3°) D'interdire le séjour dans tout ou partie du département à toute personne cherchant à entraver, de quelque manière que ce soit, l'action des pouvoirs publics" ;

  • article 6 : " Le ministre de l'intérieur dans tous les cas peut prononcer l'assignation à résidence dans une circonscription territoriale ou une localité déterminée de toute personne résidant dans la zone fixée par le décret visé à l'article 2 dont l'activité s'avère dangereuse pour la sécurité et l'ordre publics des circonscriptions territoriales visées audit article.

    L'assignation à résidence doit permettre à ceux qui en sont l'objet de résider dans une agglomération ou à proximité immédiate d'une agglomération.

    En aucun cas, l'assignation à résidence ne pourra avoir pour effet la création de camps où seraient détenues les personnes visées à l'alinéa précédent.

    L'autorité administrative devra prendre toutes dispositions pour assurer la subsistance des personnes astreintes à résidence ainsi que celle de leur famille.";

  • article 8 : "Le ministre de l'intérieur, pour l'ensemble du territoire où est institué l'état d'urgence, et le préfet, dans le département, peuvent ordonner la fermeture provisoire des salles de spectacles, débits de boissons et lieux de réunion de toute nature dans les zones déterminées par le décret prévu à l'article 2.

    Peuvent être également interdites, à titre général ou particulier, les réunions de nature à provoquer ou à entretenir le désordre".

  • article 9 : " Les autorités désignées à l'article 6 peuvent ordonner la remise des armes de première, quatrième et cinquième catégories définies par le décret du 18 avril 1939. [Il s'agit depuis 2013 de prendre en compte le décret 2013-700 du 30 juillet 2013 qui a refondé les catégorie d'armes]

    Les armes de la cinquième catégorie remises en vertu des dispositions qui précèdent donneront lieu à récépissé. Toutes dispositions seront prises pour qu'elles soient rendues à leur propriétaire en l'état où elles étaient lors de leur dépôt.";

  • alinéa 1er de l'article 11 :

    Le décret déclarant ou la loi prorogeant l'état d'urgence peuvent, par une disposition expresse (...) conférer aux autorités administratives visées à l'article 8 le pouvoir d'ordonner des perquisitions à domicile de jour et de nuit ; [ce qui est normalement du pouvoir des magistrats]

La prorogation de cette situation au-delà de douze jours ne peut être autorisée que par la loi . C’est ainsi que la loi no 2005-1425 du 18 novembre 2005 avait prévu que l'état d'urgence déclaré sur le territoire métropolitain par le décret du 8 novembre 2005 était prorogé pour une période de trois mois à compter du 21 novembre 2005.

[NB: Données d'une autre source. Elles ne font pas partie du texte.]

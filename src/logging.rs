//! Logging setup for the binary.
//!
//! Every per-file action is a tracing event from the core library; this
//! module renders them as plain lines on standard output.

use tracing_subscriber::{fmt, EnvFilter};

/// Install the global subscriber. `RUST_LOG` wins over the flag-derived default.
pub fn init(default_level: &str) -> anyhow::Result<()> {
    let env_filter =
        EnvFilter::try_from_default_env().unwrap_or_else(|_| EnvFilter::new(default_level));

    fmt()
        .with_env_filter(env_filter)
        .with_writer(std::io::stdout)
        .with_target(false)
        .without_time()
        .try_init()
        .map_err(|e| anyhow::anyhow!("Failed to install global tracing subscriber: {e}"))
}

/// Map `--verbose` / `--quiet` to a filter directive.
pub fn level_for(verbose: bool, quiet: bool) -> &'static str {
    match (verbose, quiet) {
        (true, _) => "debug",
        (false, true) => "warn",
        (false, false) => "info",
    }
}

L’état d’urgence prend fin à l’expiration du délai prescrit par le texte qui l’a proclamé ou tout simplement si la loi autorisant sa prorogation dispose qu’il peut être mis fin à l’état d’urgence par décret en Conseil des ministres avant l’expiration du délai prescrit. Cela a été le cas concernant l'épisode sur les émeutes en banlieues : l’article 3 de la loi du 18 novembre 2005 l'ayant prévu, un décret du 3 janvier 2006 a mis fin, à compter du 4 janvier 2006, à l’application de ce texte. En effet, les conditions justifiant le maintien de l’état d’urgence n’étant plus réunies selon le gouvernement.

Les mesures mises en œuvre dans le cadre de l'état d'urgence peuvent être contestées devant les juridictions de droit commun.